Peritia
- Discipline: History
- Language: English
- Edited by: Dáibhí Ó Cróinín

Publication details
- History: Early 1980s-present
- Publisher: Brepols

Standard abbreviations
- ISO 4: Peritia

Indexing
- ISSN: 0332-1592 (print) 2034-6506 (web)

= Peritia =

Peritia is an annual peer-reviewed academic journal covering Celtic and Insular medieval studies in the context of the European Middle Ages and European medieval studies in general. It is published by the Medieval Academy of Ireland.

==History==
Peritia was founded and edited by Donnchadh Ó Corráin of University College Cork since the early 1980s until 2016, Ó Corráin passed on this role to Dáibhí Ó Cróinín (NUI Galway) and Elva Johnston (University College Dublin). Ó Cróinín's work had featured in the first edition.
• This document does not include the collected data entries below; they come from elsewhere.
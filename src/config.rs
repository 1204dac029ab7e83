//! Application configuration.
//!
//! Settings load from an optional `studyforge.toml` next to the working
//! directory, with serde defaults filling everything omitted and a small
//! set of environment overrides applied last. The tool runs with zero
//! configuration against a local inference service.

use std::path::Path;

use serde::{Deserialize, Serialize};
use tracing::warn;

use crate::llm::InferenceConfig;
use crate::synthesis::SynthesisConfig;

/// Default config file name, looked up in the working directory.
pub const CONFIG_FILE: &str = "studyforge.toml";

/// Top-level configuration.
#[derive(Debug, Clone, Default, PartialEq, Serialize, Deserialize)]
pub struct Config {
    /// Inference gateway settings.
    #[serde(default)]
    pub inference: InferenceConfig,
    /// Synthesis orchestrator settings.
    #[serde(default)]
    pub synthesis: SynthesisConfig,
}

impl Config {
    /// Load configuration from an explicit path, or from `studyforge.toml`
    /// in the working directory when present, falling back to defaults.
    /// Environment overrides are applied on top.
    pub fn load(path: Option<&Path>) -> Self {
        let chosen = match path {
            Some(p) => Some(p.to_path_buf()),
            None => {
                let default = Path::new(CONFIG_FILE);
                default.exists().then(|| default.to_path_buf())
            }
        };

        let mut config = match chosen {
            Some(p) => match std::fs::read_to_string(&p) {
                Ok(raw) => match toml::from_str(&raw) {
                    Ok(parsed) => parsed,
                    Err(e) => {
                        warn!("Invalid config file {}: {}", p.display(), e);
                        Self::default()
                    }
                },
                Err(e) => {
                    warn!("Cannot read config file {}: {}", p.display(), e);
                    Self::default()
                }
            },
            None => Self::default(),
        };

        config.inference = config.inference.with_env_overrides();
        config
    }
}
impl InferenceClient {
    /// Create a new client. No network traffic happens until `connect`.
    pub fn new(config: InferenceConfig) -> Self {
        let client = Client::builder()
            .build()
            .expect("Failed to create HTTP client");
        let cache = ResponseCache::new(
            Duration::from_secs(config.cache_ttl_secs),
            config.cache_max_entries,
        );

        Self {
            config,
            client,
            state: RwLock::new(GatewayState::default()),
            cache,
        }
    }

    /// Get the config.
    pub fn config(&self) -> &InferenceConfig {
        &self.config
    }

    /// Current connection status.
    pub fn status(&self) -> ConnectionStatus {
        self.state
            .read()
            .map(|s| s.status)
            .unwrap_or(ConnectionStatus::Disconnected)
    }

    /// Whether the last `connect` succeeded.
    pub fn is_connected(&self) -> bool {
        self.status() == ConnectionStatus::Connected
    }

    /// Models discovered at connect time.
    pub fn models(&self) -> Vec<ModelDescriptor> {
        self.state.read().map(|s| s.models.clone()).unwrap_or_default()
    }

    /// The selected model, if any.
    pub fn current_model(&self) -> Option<String> {
        self.state.read().ok().and_then(|s| s.current_model.clone())
    }

    /// Response cache statistics: (entries, hits).
    pub fn cache_stats(&self) -> (usize, u64) {
        (self.cache.len(), self.cache.hits())
    }

    /// Probe the inference service and discover models.
    ///
    /// On success, selects `current_model` from the configured preference
    /// list (first match wins), falling back to the first available model.
    /// Returns whether the gateway is now connected. Failure is not
    /// retried here; re-probing is the caller's decision.
    pub async fn connect(&self) -> bool {
        if !self.config.enabled {
            self.set_status(ConnectionStatus::Disconnected);
            return false;
        }
        self.set_status(ConnectionStatus::Connecting);

        let url = format!("{}/api/tags", self.config.endpoint);
        let probe = self
            .client
            .get(&url)
            .timeout(Duration::from_secs(self.config.probe_timeout_secs))
            .send()
            .await;
        match probe {
            Ok(resp) if resp.status().is_success() => {}
            Ok(resp) => {
                warn!("Inference probe failed: HTTP {}", resp.status());
                self.set_status(ConnectionStatus::Error);
                return false;
            }
            Err(e) => {
                warn!("Inference service unreachable: {}", e);
                self.set_status(ConnectionStatus::Error);
                return false;
            }
        }

        let models = match self.fetch_models().await {
            Ok(models) => models,
            Err(e) => {
                warn!("Model discovery failed: {}", e);
                self.set_status(ConnectionStatus::Error);
                return false;
            }
        };

        let current = self
            .config
            .model
            .clone()
            .or_else(|| select_model(&models, &self.config.preferred_models));

        match current {
            Some(model) => {
                info!(
                    "Connected to inference service at {} (model: {}, {} available)",
                    self.config.endpoint,
                    model,
                    models.len()
                );
                if let Ok(mut state) = self.state.write() {
                    state.status = ConnectionStatus::Connected;
                    state.models = models;
                    state.current_model = Some(model);
                }
                true
            }
            None => {
                warn!("Inference service reports no models");
                self.set_status(ConnectionStatus::Error);
                false
            }
        }
    }

    /// List models from the inference service.
    pub async fn fetch_models(&self) -> Result<Vec<ModelDescriptor>, LlmError> {
        let url = format!("{}/api/tags", self.config.endpoint);
        let resp = self
            .client
            .get(&url)
            .timeout(Duration::from_secs(self.config.model_list_timeout_secs))
            .send()
            .await
            .map_err(classify)?;

        if !resp.status().is_success() {
            return Err(LlmError::Api(format!("HTTP {}", resp.status())));
        }

        let tags: TagsResponse = resp.json().await.map_err(|e| LlmError::Parse(e.to_string()))?;

        Ok(tags
            .models
            .into_iter()
            .map(|m| ModelDescriptor {
                id: m.digest.unwrap_or_else(|| m.name.clone()),
                size_bytes: m.size.unwrap_or(0),
                modified_at: m
                    .modified_at
                    .as_deref()
                    .and_then(|s| DateTime::parse_from_rfc3339(s).ok())
                    .map(|dt| dt.with_timezone(&Utc)),
                available: true,
                name: m.name,
            })
            .collect())
    }

    /// Generate text for a category, failing closed.
    ///
    /// Never returns an error: any network, timeout, or parse failure is
    /// absorbed and replaced by the category's deterministic fallback text.
    pub async fn generate(&self, kind: GenerationKind, prompt: &str) -> String {
        match self.try_generate(kind, prompt).await {
            Ok(text) => text,
            Err(e) => {
                debug!(
                    category = kind.as_str(),
                    error = %e,
                    "generation failed, serving fallback content"
                );
                fallback::fallback_text(kind)
            }
        }
    }

    /// Generate text for a category, surfacing failures to the caller.
    ///
    /// The response cache is consulted first; a hit younger than the TTL
    /// short-circuits the network call entirely.
    pub async fn try_generate(
        &self,
        kind: GenerationKind,
        prompt: &str,
    ) -> Result<String, LlmError> {
        if !self.config.enabled {
            return Err(LlmError::Disabled);
        }
        let model = {
            let state = self.state.read().map_err(|_| LlmError::NotConnected)?;
            if state.status != ConnectionStatus::Connected {
                return Err(LlmError::NotConnected);
            }
            state.current_model.clone().ok_or(LlmError::NoModel)?
        };

        let key = ResponseCache::key(&model, prompt, self.config.max_tokens);
        if let Some(hit) = self.cache.get(&key) {
            debug!(category = kind.as_str(), "response cache hit");
            return Ok(hit);
        }

        debug!(category = kind.as_str(), model = %model, "dispatching generation");
        let raw = if self.config.stream {
            self.generate_streaming(&model, prompt).await?
        } else {
            self.generate_once(&model, prompt).await?
        };

        let text = raw.trim().to_string();
        if text.is_empty() {
            return Err(LlmError::Parse("empty generation response".to_string()));
        }

        self.cache.insert(key, text.clone());
        Ok(text)
    }

    /// Single-shot (non-streaming) generation call.
    async fn generate_once(&self, model: &str, prompt: &str) -> Result<String, LlmError> {
        let request = GenerateRequest {
            model,
            prompt,
            stream: false,
            options: self.options(),
        };

        let url = format!("{}/api/generate", self.config.endpoint);
        let resp = self
            .client
            .post(&url)
            .timeout(Duration::from_secs(self.config.generate_timeout_secs))
            .json(&request)
            .send()
            .await
            .map_err(classify)?;

        if !resp.status().is_success() {
            let status = resp.status();
            let body = resp.text().await.unwrap_or_default();
            return Err(LlmError::Api(format!("HTTP {}: {}", status, body)));
        }

        let parsed: GenerateResponse =
            resp.json().await.map_err(|e| LlmError::Parse(e.to_string()))?;

        Ok(parsed.response)
    }

    /// Streaming generation call.
    ///
    /// Reassembles newline-delimited JSON chunks, accumulating `response`
    /// fragments until a chunk reports `done`. Malformed lines are skipped.
    async fn generate_streaming(&self, model: &str, prompt: &str) -> Result<String, LlmError> {
        let request = GenerateRequest {
            model,
            prompt,
            stream: true,
            options: self.options(),
        };

        let url = format!("{}/api/generate", self.config.endpoint);
        let resp = self
            .client
            .post(&url)
            .timeout(Duration::from_secs(self.config.generate_timeout_secs))
            .json(&request)
            .send()
            .await
            .map_err(classify)?;

        if !resp.status().is_success() {
            return Err(LlmError::Api(format!("HTTP {}", resp.status())));
        }

        let mut stream = resp.bytes_stream();
        let mut buffer = String::new();
        let mut output = String::new();

        while let Some(chunk) = stream.next().await {
            let bytes = chunk.map_err(classify)?;
            buffer.push_str(&String::from_utf8_lossy(&bytes));

            while let Some(newline) = buffer.find('\n') {
                let line = buffer[..newline].trim().to_string();
                buffer.drain(..=newline);
                if line.is_empty() {
                    continue;
                }
                match serde_json::from_str::<StreamChunk>(&line) {
                    Ok(chunk) => {
                        if let Some(fragment) = chunk.response {
                            output.push_str(&fragment);
                        }
                        if chunk.done == Some(true) {
                            return Ok(output);
                        }
                    }
                    Err(e) => debug!("Skipping malformed stream line: {}", e),
                }
            }
        }

        // Stream ended without a done flag; flush whatever is left.
        let tail = buffer.trim();
        if !tail.is_empty() {
            if let Ok(chunk) = serde_json::from_str::<StreamChunk>(tail) {
                if let Some(fragment) = chunk.response {
                    output.push_str(&fragment);
                }
            }
        }
        Ok(output)
    }

    fn options(&self) -> GenerateOptions {
        GenerateOptions {
            temperature: self.config.temperature,
            top_p: self.config.top_p,
            num_predict: self.config.max_tokens,
            stop: Vec::new(),
        }
    }

    fn set_status(&self, status: ConnectionStatus) {
        if let Ok(mut state) = self.state.write() {
            state.status = status;
        }
    }
}
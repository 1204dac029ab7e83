//! Inference gateway: connectivity, model selection, generation dispatch,
//! response caching, and deterministic fallback content.

mod cache;
mod client;
mod config;
pub mod fallback;
pub mod prompts;

use async_trait::async_trait;
use serde::{Deserialize, Serialize};

pub use cache::ResponseCache;
pub use client::{ConnectionStatus, InferenceClient, ModelDescriptor};
pub use config::InferenceConfig;

/// Study content category for a generation request.
///
/// The category travels alongside the prompt so fallback selection is an
/// explicit contract rather than substring matching on prompt text.
#[derive(Debug, Clone, Copy, PartialEq, Eq, Hash, Serialize, Deserialize)]
#[serde(rename_all = "snake_case")]
pub enum GenerationKind {
    Questions,
    StudyNotes,
    KeyTakeaways,
    Annotations,
    Examples,
}

impl GenerationKind {
    /// All categories, in fan-out order.
    pub const ALL: [GenerationKind; 5] = [
        GenerationKind::Questions,
        GenerationKind::StudyNotes,
        GenerationKind::KeyTakeaways,
        GenerationKind::Annotations,
        GenerationKind::Examples,
    ];

    pub fn as_str(&self) -> &'static str {
        match self {
            Self::Questions => "questions",
            Self::StudyNotes => "study_notes",
            Self::KeyTakeaways => "key_takeaways",
            Self::Annotations => "annotations",
            Self::Examples => "examples",
        }
    }
}

/// Errors that can occur during inference operations.
#[derive(Debug, thiserror::Error)]
pub enum LlmError {
    /// Failed to reach the inference service.
    #[error("connection error: {0}")]
    Connection(String),
    /// The call exceeded its bounded timeout.
    #[error("request timed out")]
    Timeout,
    /// The service answered with an error.
    #[error("API error: {0}")]
    Api(String),
    /// The response body was unusable.
    #[error("parse error: {0}")]
    Parse(String),
    /// No successful `connect` has happened.
    #[error("not connected to inference service")]
    NotConnected,
    /// The service reports no usable model.
    #[error("no model available")]
    NoModel,
    /// Generation is disabled by configuration.
    #[error("inference is disabled")]
    Disabled,
}

/// Seam between the orchestrator and the inference service.
///
/// The orchestrator talks to this trait so failure policies can be tested
/// without a live service.
#[async_trait]
pub trait GenerationBackend: Send + Sync {
    /// Whether generation calls can be attempted at all.
    fn is_connected(&self) -> bool;

    /// Generate text for a category, surfacing failures.
    async fn try_generate(&self, kind: GenerationKind, prompt: &str) -> Result<String, LlmError>;
}

#[async_trait]
impl GenerationBackend for InferenceClient {
    fn is_connected(&self) -> bool {
        InferenceClient::is_connected(self)
    }

    async fn try_generate(&self, kind: GenerationKind, prompt: &str) -> Result<String, LlmError> {
        InferenceClient::try_generate(self, kind, prompt).await
    }
}
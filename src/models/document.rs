//! Document model for study guide synthesis.
//!
//! Documents arrive with their text already extracted by the upstream
//! collaborator; the core never decodes file formats itself and never
//! mutates a document after construction.

use serde::{Deserialize, Serialize};

/// A source document submitted for study guide synthesis.
#[derive(Debug, Clone, PartialEq, Eq, Serialize, Deserialize)]
pub struct Document {
    /// Unique identifier for this document.
    pub id: String,
    /// Display name (usually the original filename).
    pub name: String,
    /// Extracted text content.
    pub raw_text: String,
    /// Whitespace-delimited word count of `raw_text`.
    pub word_count: usize,
}

impl Document {
    /// Create a new document with a generated id and computed word count.
    pub fn new(name: impl Into<String>, raw_text: impl Into<String>) -> Self {
        let raw_text = raw_text.into();
        Self {
            id: uuid::Uuid::new_v4().to_string(),
            name: name.into(),
            word_count: raw_text.split_whitespace().count(),
            raw_text,
        }
    }

    /// Create a document with an explicit id (for upstream collaborators
    /// that already track identity).
    pub fn with_id(
        id: impl Into<String>,
        name: impl Into<String>,
        raw_text: impl Into<String>,
    ) -> Self {
        let raw_text = raw_text.into();
        Self {
            id: id.into(),
            name: name.into(),
            word_count: raw_text.split_whitespace().count(),
            raw_text,
        }
    }
}

/// Compute the fingerprint of a document set.
///
/// The fingerprint is derived from each document's `(name, content length)`
/// pair, so the same files submitted again map to the same synthesis result
/// without re-reading content.
pub fn fingerprint(documents: &[Document]) -> String {
    documents
        .iter()
        .map(|d| format!("{}-{}", d.name, d.raw_text.len()))
        .collect::<Vec<_>>()
        .join("|")
}

#[cfg(test)]
mod tests {
    use super::*;

    #[test]
    fn test_word_count() {
        let doc = Document::new("notes.md", "one two  three\nfour");
        assert_eq!(doc.word_count, 4);
    }

    #[test]
    fn test_fingerprint_stable_across_ids() {
        let a = vec![
            Document::new("a.txt", "hello world"),
            Document::new("b.txt", "more text here"),
        ];
        let b = vec![
            Document::new("a.txt", "hello world"),
            Document::new("b.txt", "more text here"),
        ];
        // Ids differ but the fingerprint only depends on (name, length).
        assert_eq!(fingerprint(&a), fingerprint(&b));
        assert_eq!(fingerprint(&a), "a.txt-11|b.txt-14");
    }

    #[test]
    fn test_fingerprint_order_sensitive() {
        let doc1 = Document::new("a.txt", "x");
        let doc2 = Document::new("b.txt", "y");
        let forward = fingerprint(&[doc1.clone(), doc2.clone()]);
        let reverse = fingerprint(&[doc2, doc1]);
        assert_ne!(forward, reverse);
    }
}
Patrick Wormald also noted two "firsts" in English language scholarship in his review of that edition: Jonas's great life of Columbanus being given its first "sustained treatment" in the language (by Ian N. Wood) and a description of "the beginnings of hagiographical writing in Iceland".

The Irish Times has credited the journal with featuring the work of scholars who might elsewhere have been neglected.

==Publication history==
The journal is published by Brepols. It has been available since the early 1980s.